Lo studio dell’antica civiltà etrusca costituisce una disciplina relativamente recente, sorta nell’Ottocento per iniziativa di alcuni studiosi ed intellettuali europei che rimasero stregati dal fascino delle terre d’Etruria. Fino ad allora, l’interesse per questo antico popolo era una passione condivisa da ristretti circoli colti  e quella che sarebbe in seguito diventata una importante branca dell’archeologia mediterranea, era denominata “Etruscheria”, una sorta di un eccentrico passatempo per gente ricca ed appassionata del passato.
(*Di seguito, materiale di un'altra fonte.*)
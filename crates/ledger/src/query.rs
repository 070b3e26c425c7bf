use tracing::Span;

use tally_core::{AccountId, Clock};

use crate::account::Transaction;
use crate::ledger::LedgerError;
use crate::store::AccountStore;
use crate::time_window::{TimeFrame, TimeWindowResolver};

/// Reads an account's transactions inside a trailing time window.
pub struct TransactionQuery<S, C> {
    store: S,
    resolver: TimeWindowResolver<C>,
    span: Span,
}

impl<S, C> TransactionQuery<S, C>
where
    S: AccountStore,
    C: Clock,
{
    pub fn new(store: S, clock: C, span: Span) -> Self {
        Self {
            store,
            resolver: TimeWindowResolver::new(clock),
            span,
        }
    }

    /// Transactions created at or after `now − interval × frame`, in the
    /// order the store returns them. An unknown account yields an empty list.
    pub fn transactions(
        &self,
        account_id: AccountId,
        frame: TimeFrame,
        interval: i64,
    ) -> Result<Vec<Transaction>, LedgerError> {
        tracing::info!(
            parent: &self.span,
            account_id = %account_id,
            time_frame = ?frame,
            interval,
            "request to retrieve the list of transactions"
        );

        let cutoff = self.resolver.cutoff(frame, interval)?;
        let transactions = self.store.find_transactions(account_id, cutoff)?;

        tracing::debug!(parent: &self.span, %cutoff, count = transactions.len(), "transactions resolved");
        Ok(transactions)
    }
}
Solo nel 1909 si arrivò ad una prima legge che tutelava i reperti archeologici in tutta la penisola, l’idea di conservare e studiare con approccio scientifico le testimonianza antiche muoveva allora i primi passi.   La storia  delle origini dell’Etruscologia viene ora narrata nel volume “Terre etrusche, la scoperta di un popolo” firmato da un autorevole esperto quale Giuseppe M. della Fina, in distribuzione nazionale da sabato 26 marzo con Intermedia Edizioni ed arricchito da numerose illustrazioni relativi ai luoghi e alle testimonianze etrusche citate.

 

“L’archeologo è un viaggiatore”, ha osservato don Gaetano Chierici, uno dei fondatori della paletnologia italiana, può sembrare un’affermazione ad effetto, ma a pensarci bene non è così. Il mestiere dell’archeologo obbliga a viaggiare indietro nel tempo, un tempo più o meno remoto, e nello spazio per raggiungere i luoghi che caratterizzano la civiltà che si studia. Per tentare d’illuminare una civiltà occorre necessariamente viaggiare. Può essere utile allora andare alla scoperta del mondo etrusco muovendosi sulle tracce di alcuni viaggiatori e soffermandoci, in particolare, sui racconti di viaggio di quattro figure diverse per formazione e mestiere: il diplomatico prussiano e collezionista Wilhelm Dorow, la scrittrice Elizabeth Caroline Hamilton Gray, il diplomatico e archeologo George Dennis e lo scrittore David Herbert Lawrence. I viaggi analizzati coprono i decenni che hanno visto la nascita e poi l’affermazione dell’Etruscologia come scienza storica e la scoperta di gran parte delle aree archeologiche dell’Etruria.